Tout bien considéré, les Européens les plus aptes à coloniser le Brésil seraient sans contredit les Hollandais ; sobres, économes, intelligens, doués d’un grand courage et d’une patience à toute épreuve, ils réunissent à peu près tout ce qui est nécessaire pour lutter avec avantage contre les difficultés d’une semblable entreprise. Qu’on lise d’ailleurs les anales du Brésil, et on y verra qu’à toutes les époques, à peine les Bataves posent-ils le pied sur ces plages, qu’ils laissent des traces ineffaçables de leur séjour.
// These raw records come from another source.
use crate::{
    catalog::{CatalogEntry, CATALOG},
    error::{Error, Result},
};

/// One line of `autostack list`.
#[derive(Debug, Clone, Copy, PartialEq, Eq)]
pub struct Listing {
    pub name: &'static str,
    pub alias: Option<&'static str>,
    pub description: &'static str,
}

impl std::fmt::Display for Listing {
    fn fmt(&self, f: &mut std::fmt::Formatter<'_>) -> std::fmt::Result {
        match self.alias {
            Some(alias) => write!(f, "{} ({alias}) - {}", self.name, self.description),
            None => write!(f, "{} - {}", self.name, self.description),
        }
    }
}

/// Looks up a stack by its name or one of its aliases.
///
/// # Errors
///
/// Returns [`Error::UnrecognizedStack`] carrying `name` if nothing matches.
pub fn resolve(name: &str) -> Result<&'static CatalogEntry> {
    CATALOG
        .iter()
        .find(|entry| entry.matches(name))
        .ok_or_else(|| Error::UnrecognizedStack(name.to_owned()))
}

/// All stacks in catalog order.
pub fn list() -> impl Iterator<Item = Listing> {
    CATALOG.iter().map(|entry| Listing {
        name: entry.key,
        alias: entry.aliases.first().copied(),
        description: entry.summary,
    })
}
use super::{CatalogEntry, Port, Variable};

pub const ENTRY: CatalogEntry = CatalogEntry {
    key: "mariadb",
    aliases: &[],
    name: "MariaDB",
    description: "MariaDB database with phpMyAdmin for web management",
    summary: "MariaDB + phpMyAdmin for databases",
    root_dir: "mariadb-stack",
    dirs: &["mariadb"],
    files: &[
        (
            "docker-compose.yml",
            include_str!("../../templates/mariadb/docker-compose.yml"),
        ),
        ("README.md", include_str!("../../templates/mariadb/README.md")),
        (".gitignore", include_str!("../../templates/mariadb/gitignore")),
    ],
    variables: &[
        Variable {
            name: "MYSQL_ROOT_PASSWORD",
            description: "MariaDB root password",
            default: "rootpassword",
        },
        Variable {
            name: "MYSQL_DATABASE",
            description: "MariaDB database name",
            default: "mydb",
        },
        Variable {
            name: "MYSQL_USER",
            description: "MariaDB user",
            default: "myuser",
        },
        Variable {
            name: "MYSQL_PASSWORD",
            description: "MariaDB user password",
            default: "mypassword",
        },
    ],
    ports: &[
        Port {
            service: "mariadb",
            description: "MariaDB database port",
            default: "3306",
            internal: "3306",
        },
        Port {
            service: "phpmyadmin",
            description: "phpMyAdmin web interface port",
            default: "8080",
            internal: "80",
        },
    ],
    fixed_ports: &[],
};
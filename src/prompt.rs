//! Interactive collection of variable and port values.
//!
//! Every question accepts a blank answer: it selects the default, or "yes"
//! for confirmations. A failed read counts as a blank answer. Only an
//! interrupt ([`Error::Interrupted`]) stops the collection.

use std::{
    borrow::Cow,
    io::{BufRead, IsTerminal, Write},
};

use crate::{
    catalog::{Port, Variable},
    error::{Error, Result},
    values::Values,
};

const RULE_WIDTH: usize = 60;
const MASK: &str = "****";

/// Line based terminal the collector talks through.
pub trait Console {
    fn say(&mut self, line: &str);

    /// Reads one answer. Unreadable input is returned as `""`.
    ///
    /// # Errors
    ///
    /// Returns [`Error::Interrupted`] if the user aborted the prompt.
    fn ask(&mut self, prompt: &str) -> Result<String>;
}

/// [`Console`] over any reader/writer pair.
pub struct LineConsole<R, W> {
    input: R,
    output: W,
}

impl<R: BufRead, W: Write> LineConsole<R, W> {
    pub fn new(input: R, output: W) -> Self {
        LineConsole { input, output }
    }

    pub fn into_output(self) -> W {
        self.output
    }
}

impl<R: BufRead, W: Write> Console for LineConsole<R, W> {
    fn say(&mut self, line: &str) {
        let _ = writeln!(self.output, "{line}");
    }

    fn ask(&mut self, prompt: &str) -> Result<String> {
        let _ = write!(self.output, "{prompt} ");
        let _ = self.output.flush();

        let mut line = String::new();
        match self.input.read_line(&mut line) {
            Ok(_) => Ok(line),
            Err(e) => {
                crate::trace!("Failed to read answer: {e}");
                Ok(String::new())
            }
        }
    }
}

/// The process' own stdin/stdout. Uses `inquire` when stdin is a terminal.
pub struct Terminal;

impl Console for Terminal {
    fn say(&mut self, line: &str) {
        println!("{line}");
    }

    fn ask(&mut self, prompt: &str) -> Result<String> {
        if !std::io::stdin().is_terminal() {
            return LineConsole::new(std::io::stdin().lock(), std::io::stdout()).ask(prompt);
        }

        match inquire::Text::new(prompt).prompt() {
            Ok(answer) => Ok(answer),
            Err(inquire::InquireError::OperationInterrupted) => Err(Error::Interrupted),
            Err(e) => {
                crate::trace!("Prompt failed: {e}");
                Ok(String::new())
            }
        }
    }
}

#[must_use]
pub fn is_affirmative(answer: &str) -> bool {
    matches!(answer.trim().to_lowercase().as_str(), "" | "y" | "yes")
}

/// Hides most of the value of password and secret keys.
#[must_use]
pub fn mask<'v>(key: &str, value: &'v str) -> Cow<'v, str> {
    let key = key.to_lowercase();
    if !(key.contains("password") || key.contains("secret")) {
        return Cow::Borrowed(value);
    }

    let len = value.chars().count();
    if len > 4 {
        let head = value.chars().take(2).collect::<String>();
        let tail = value.chars().skip(len - 2).collect::<String>();
        Cow::Owned(format!("{head}{MASK}{tail}"))
    } else {
        Cow::Borrowed(MASK)
    }
}

fn collect<'a>(
    console: &mut impl Console,
    title: &str,
    label: &str,
    slots: impl ExactSizeIterator<Item = (&'a str, &'a str, &'a str)>,
) -> Result<Values> {
    let mut values = Values::default();
    let total = slots.len();
    if total == 0 {
        return Ok(values);
    }

    console.say("");
    console.say(&crate::header!("{title}"));
    console.say("Press Enter to use default values");
    console.say(&"-".repeat(RULE_WIDTH));

    for (i, (key, description, default)) in slots.enumerate() {
        console.say("");
        console.say(&format!("[{}/{total}] {description}", i + 1));
        console.say(&format!("      Default: {default}"));

        let answer = console.ask(&format!("      {label}:"))?;
        let answer = answer.trim();

        values.insert(key, if answer.is_empty() { default } else { answer });
    }

    console.say(&"-".repeat(RULE_WIDTH));
    Ok(values)
}

/// # Errors
///
/// Returns [`Error::Interrupted`] if the user aborted a prompt.
pub fn collect_variables(console: &mut impl Console, declared: &[Variable]) -> Result<Values> {
    collect(
        console,
        "Environment Variables Configuration",
        "Enter value",
        declared.iter().map(|v| (v.name, v.description, v.default)),
    )
}

/// # Errors
///
/// Returns [`Error::Interrupted`] if the user aborted a prompt.
pub fn collect_ports(console: &mut impl Console, declared: &[Port]) -> Result<Values> {
    collect(
        console,
        "Port Configuration",
        "Enter port",
        declared.iter().map(|p| (p.service, p.description, p.default)),
    )
}

/// Shows the collected values and asks to go on. Nothing to confirm means yes.
///
/// # Errors
///
/// Returns [`Error::Interrupted`] if the user aborted the prompt.
pub fn confirm(console: &mut impl Console, variables: &Values, ports: &Values) -> Result<bool> {
    if variables.is_empty() && ports.is_empty() {
        return Ok(true);
    }

    console.say("");
    console.say(&crate::header!("Configuration Summary"));

    if !variables.is_empty() {
        console.say("");
        console.say("Environment Variables:");
        for (key, value) in variables.iter() {
            console.say(&format!("      {key}: {}", mask(key, value)));
        }
    }

    if !ports.is_empty() {
        console.say("");
        console.say("Ports:");
        for (service, port) in ports.iter() {
            console.say(&format!("  {service}: {port}"));
        }
    }

    console.say("");
    Ok(is_affirmative(&console.ask("Confirm configuration? (Y/n):")?))
}

/// # Errors
///
/// Returns [`Error::Interrupted`] if the user aborted the prompt.
pub fn confirm_auto_start(console: &mut impl Console) -> Result<bool> {
    console.say("");
    Ok(is_affirmative(&console.ask("Auto-start the stack after creation? (Y/n):")?))
}
use derive_builder::Builder;
use owo_colors::OwoColorize;
use std::{
    collections::BTreeMap,
    fs::OpenOptions,
    io::Write,
    path::{Path, PathBuf},
    process::Command,
};

use crate::{
    catalog::CatalogEntry,
    config::DEFAULT_COMPOSE,
    error::{Error, Result},
    instance::Instance,
};

/// Starts a generated stack.
pub trait Launcher {
    /// # Errors
    ///
    /// Returns [`Error::Start`] if the stack could not be started.
    fn start(&self, root: &Path) -> Result<()>;

    /// Command shown to the user for starting the stack by hand.
    fn manual_command(&self) -> String;
}

/// Runs `<compose> up -d` inside the stack root.
pub struct Compose {
    program: String,
    args: Vec<String>,
}

impl Compose {
    /// An empty `command` means `docker-compose`.
    #[must_use]
    pub fn new(command: &[String]) -> Self {
        match command.split_first() {
            Some((program, args)) => Compose {
                program: program.clone(),
                args: args.to_vec(),
            },
            None => Compose {
                program: DEFAULT_COMPOSE.to_owned(),
                args: Vec::new(),
            },
        }
    }
}

impl Launcher for Compose {
    fn start(&self, root: &Path) -> Result<()> {
        let start_error = |reason: String| Error::Start {
            program: self.program.clone(),
            reason,
        };

        crate::trace!("Running {} in {}", self.manual_command(), root.display());

        let status = Command::new(&self.program)
            .args(&self.args)
            .args(["up", "-d"])
            .current_dir(root)
            .status()
            .map_err(|e| start_error(e.to_string()))?;

        if status.success() {
            Ok(())
        } else {
            Err(start_error(status.to_string()))
        }
    }

    fn manual_command(&self) -> String {
        std::iter::once(&self.program)
            .chain(&self.args)
            .map(String::as_str)
            .chain(["up", "-d"])
            .collect::<Vec<_>>()
            .join(" ")
    }
}

/// Everything needed to write one stack to disk.
#[derive(Debug, Builder)]
#[builder(pattern = "owned")]
pub struct GenerationRequest {
    entry: &'static CatalogEntry,
    instance: Instance,
    #[builder(setter(into))]
    root: PathBuf,
    #[builder(default)]
    auto_start: bool,
    /// How the root is printed in the summary.
    #[builder(setter(into, strip_option), default)]
    display_root: Option<String>,
}

impl GenerationRequest {
    #[must_use]
    pub fn builder() -> GenerationRequestBuilder {
        GenerationRequestBuilder::create_empty()
    }

    #[must_use]
    pub fn root(&self) -> &Path {
        &self.root
    }
}

fn create_dir(path: &Path) -> Result<()> {
    fs_extra::dir::create_all(path, false).map_err(|source| Error::CreateDir {
        path: path.to_owned(),
        source,
    })
}

fn write_file(path: &Path, contents: &str) -> Result<()> {
    let write_error = |source| Error::WriteFile {
        path: path.to_owned(),
        source,
    };

    OpenOptions::new()
        .write(true)
        .truncate(true)
        .create(true)
        .open(path)
        .map_err(write_error)?
        .write_all(contents.as_bytes())
        .map_err(write_error)
}

/// Writes the request's files under its root and starts the stack if asked.
///
/// Returns the written paths, relative to the root, in write order. A failed
/// start is reported as a warning and does not fail the call.
///
/// # Errors
///
/// Returns [`Error::CreateDir`] or [`Error::WriteFile`] for the first path
/// that could not be created. Files written before it are left in place.
pub fn materialize(request: &GenerationRequest, launcher: &impl Launcher) -> Result<Vec<String>> {
    crate::info!("Generating files for {} stack...", request.entry.name);

    create_dir(&request.root)?;

    for dir in request.entry.dirs {
        create_dir(&request.root.join(dir))?;
    }

    let mut written = Vec::with_capacity(request.instance.files.len());
    for (relative, contents) in &request.instance.files {
        let path = request.root.join(relative);
        if let Some(parent) = path.parent() {
            create_dir(parent)?;
        }

        write_file(&path, contents)?;
        crate::trace!("Wrote {}", path.display());
        written.push(relative.clone());
    }

    let mut started = false;
    if request.auto_start {
        println!("\nStarting Docker services...");
        match launcher.start(&request.root) {
            Ok(()) => started = true,
            Err(e) => {
                crate::warn!(e);
                println!("You can start it manually with: {}", launcher.manual_command());
            }
        }
    }

    print!(
        "{}",
        Summary {
            entry: request.entry,
            root: request
                .display_root
                .clone()
                .unwrap_or_else(|| request.root.display().to_string()),
            files: &written,
            started,
            manual_command: launcher.manual_command(),
            ports: &request.instance.display_ports,
        }
    );

    Ok(written)
}

struct Summary<'a> {
    entry: &'a CatalogEntry,
    root: String,
    files: &'a [String],
    started: bool,
    manual_command: String,
    ports: &'a BTreeMap<String, String>,
}

impl std::fmt::Display for Summary<'_> {
    fn fmt(&self, f: &mut std::fmt::Formatter<'_>) -> std::fmt::Result {
        writeln!(f)?;
        writeln!(
            f,
            "{}",
            "=== Stack Created Successfully ==="
                .if_supports_color(owo_colors::Stream::Stdout, |s| s
                    .style(owo_colors::Style::new().bold().green()))
        )?;
        writeln!(f, "Name: {}", self.entry.name)?;
        if !self.entry.description.is_empty() {
            writeln!(f, "Description: {}", self.entry.description)?;
        }
        writeln!(f, "Directory: {}", self.root)?;

        writeln!(f, "\nGenerated files:")?;
        for file in self.files {
            writeln!(f, "  - {file}")?;
        }

        if self.started {
            writeln!(f, "\nStack is starting...")?;
        } else {
            writeln!(f, "\nTo start the stack:")?;
            writeln!(f, "  cd {}", self.root)?;
            writeln!(f, "  {}", self.manual_command)?;
        }

        if !self.ports.is_empty() {
            writeln!(f, "\nAccess URLs:")?;
            for (service, port) in self.ports {
                writeln!(f, "  {service}: http://localhost:{port}")?;
            }
        }

        writeln!(f)
    }
}

#[cfg(test)]
mod tests {
    use super::*;
    use crate::{registry, values::Values};
    use std::cell::Cell;

    struct Recorder {
        calls: Cell<usize>,
        fail: bool,
    }

    impl Recorder {
        fn new(fail: bool) -> Self {
            Recorder {
                calls: Cell::new(0),
                fail,
            }
        }
    }

    impl Launcher for Recorder {
        fn start(&self, _root: &Path) -> Result<()> {
            self.calls.set(self.calls.get() + 1);
            if self.fail {
                Err(Error::Start {
                    program: "docker-compose".to_owned(),
                    reason: "not installed".to_owned(),
                })
            } else {
                Ok(())
            }
        }

        fn manual_command(&self) -> String {
            "docker-compose up -d".to_owned()
        }
    }

    fn request(root: &Path, auto_start: bool) -> GenerationRequest {
        let entry = registry::resolve("observability").unwrap();
        GenerationRequest::builder()
            .entry(entry)
            .instance(Instance::from_entry(entry))
            .root(root.join(entry.root_dir))
            .auto_start(auto_start)
            .build()
            .unwrap()
    }

    #[test]
    fn writes_dirs_and_files() {
        let dir = tempfile::tempdir().unwrap();
        let req = request(dir.path(), false);
        let launcher = Recorder::new(false);

        let written = materialize(&req, &launcher).unwrap();

        assert_eq!(written.len(), 5);
        for file in &written {
            assert!(req.root().join(file).is_file(), "{file} missing");
        }
        assert!(req.root().join("prometheus/data").is_dir());
        assert!(req.root().join("grafana/provisioning/datasources").is_dir());
        assert_eq!(launcher.calls.get(), 0);
    }

    #[test]
    fn existing_tree_is_overwritten() {
        let dir = tempfile::tempdir().unwrap();
        let req = request(dir.path(), false);
        std::fs::create_dir_all(req.root()).unwrap();
        std::fs::write(req.root().join("README.md"), "stale and much longer than needed ".repeat(500))
            .unwrap();

        materialize(&req, &Recorder::new(false)).unwrap();
        materialize(&req, &Recorder::new(false)).unwrap();

        let readme = std::fs::read_to_string(req.root().join("README.md")).unwrap();
        assert!(readme.starts_with("# Observability Stack"));
        assert!(!readme.contains("stale"));
    }

    #[test]
    fn failed_start_is_not_an_error() {
        let dir = tempfile::tempdir().unwrap();
        let launcher = Recorder::new(true);

        let with_start = materialize(&request(dir.path(), true), &launcher).unwrap();
        let without = materialize(&request(dir.path(), false), &launcher).unwrap();

        assert_eq!(launcher.calls.get(), 1);
        assert_eq!(with_start, without);
    }

    #[test]
    fn write_failure_names_the_path() {
        let dir = tempfile::tempdir().unwrap();
        let entry = registry::resolve("mariadb").unwrap();
        let root = dir.path().join(entry.root_dir);
        // A directory where a file should go.
        std::fs::create_dir_all(root.join("README.md")).unwrap();

        let instance = Instance::from_entry(entry)
            .substitute_variables(&Values::from([("MYSQL_DATABASE", "db")]));
        let req = GenerationRequest::builder()
            .entry(entry)
            .instance(instance)
            .root(root.clone())
            .build()
            .unwrap();

        let err = materialize(&req, &Recorder::new(false)).unwrap_err();

        assert!(matches!(&err, Error::WriteFile { path, .. } if path == &root.join("README.md")));
        // Written before the failure, kept after it.
        assert!(root.join("docker-compose.yml").is_file());
    }

    #[test]
    fn summary_lists_urls() {
        let entry = registry::resolve("mariadb").unwrap();
        let ports = BTreeMap::from([("phpmyadmin".to_owned(), "8080".to_owned())]);
        let files = ["README.md".to_owned()];

        let text = Summary {
            entry,
            root: "~/mariadb-stack".to_owned(),
            files: &files,
            started: false,
            manual_command: "docker-compose up -d".to_owned(),
            ports: &ports,
        }
        .to_string();

        assert!(text.contains("Name: MariaDB"));
        assert!(text.contains("  - README.md"));
        assert!(text.contains("  cd ~/mariadb-stack"));
        assert!(text.contains("phpmyadmin: http://localhost:8080"));
    }

    #[test]
    fn compose_command_line() {
        let compose = Compose::new(&["docker".to_owned(), "compose".to_owned()]);

        assert_eq!(compose.manual_command(), "docker compose up -d");
    }

    #[test]
    fn empty_compose_command_falls_back_to_docker_compose() {
        let compose = Compose::new(&[]);

        assert_eq!(compose.manual_command(), "docker-compose up -d");
        assert_eq!(compose.manual_command(), Recorder::new(false).manual_command());
    }

    #[test]
    fn incomplete_request_is_an_error() {
        let err: Error = GenerationRequest::builder()
            .auto_start(true)
            .build()
            .unwrap_err()
            .into();

        assert!(matches!(err, Error::IncompleteRequest(_)));
    }

    #[test]
    fn missing_orchestrator_is_a_start_error() {
        let dir = tempfile::tempdir().unwrap();
        let compose = Compose::new(&["autostack-no-such-orchestrator".to_owned()]);

        let err = compose.start(dir.path()).unwrap_err();

        assert!(matches!(err, Error::Start { ref program, .. } if program == "autostack-no-such-orchestrator"));
    }
}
Nous ne croyons pas, cependant, qu’il convienne d’appeler exclusivement les Hollandais à fonder des colonies au Brésil : si, comme agriculteurs, ils remplissent les conditions les plus avantageuses pour une pareille mission, les Suisses peuvent souvent aussi, sans trop d’infériorité, entrer en ligne avec eux ; les Allemands de la Carinthie et de la Carniole, région riche en filons de cuivre, de fer, de plomb, de mercure et d’alun, sont plus particulièrement aptes aux travaux des mines ; les Irlandais font, d’ordinaire, d’excellens travailleurs, et les Français, pris dans certaines catégories et bien dirigés, pourraient donner sur tous les points une impulsion

  1. Entre autres colonies protégées par le gouvernement brésilien, nous ne pouvons nous empêcher de mentionner celle d’un Italien qui a complètement échoué, faute de ressources suffisantes et par l’inintelligence de sa direction. Nous avons vu encore le docteur Mure tenter l’établissement d’un phalanstère dans la province de Sainte-Catherine, et obtenir même des chambres brésiliennes une assez forte somme d’argent pour les premiers frais de son association. Les colons phalanstériens n’ont pas tardé à se disperser avant que leur œuvre eût porté ses premiers fruits, et le docteur Mure est venu implanter à Rio de Janeiro la médecine homoepathique.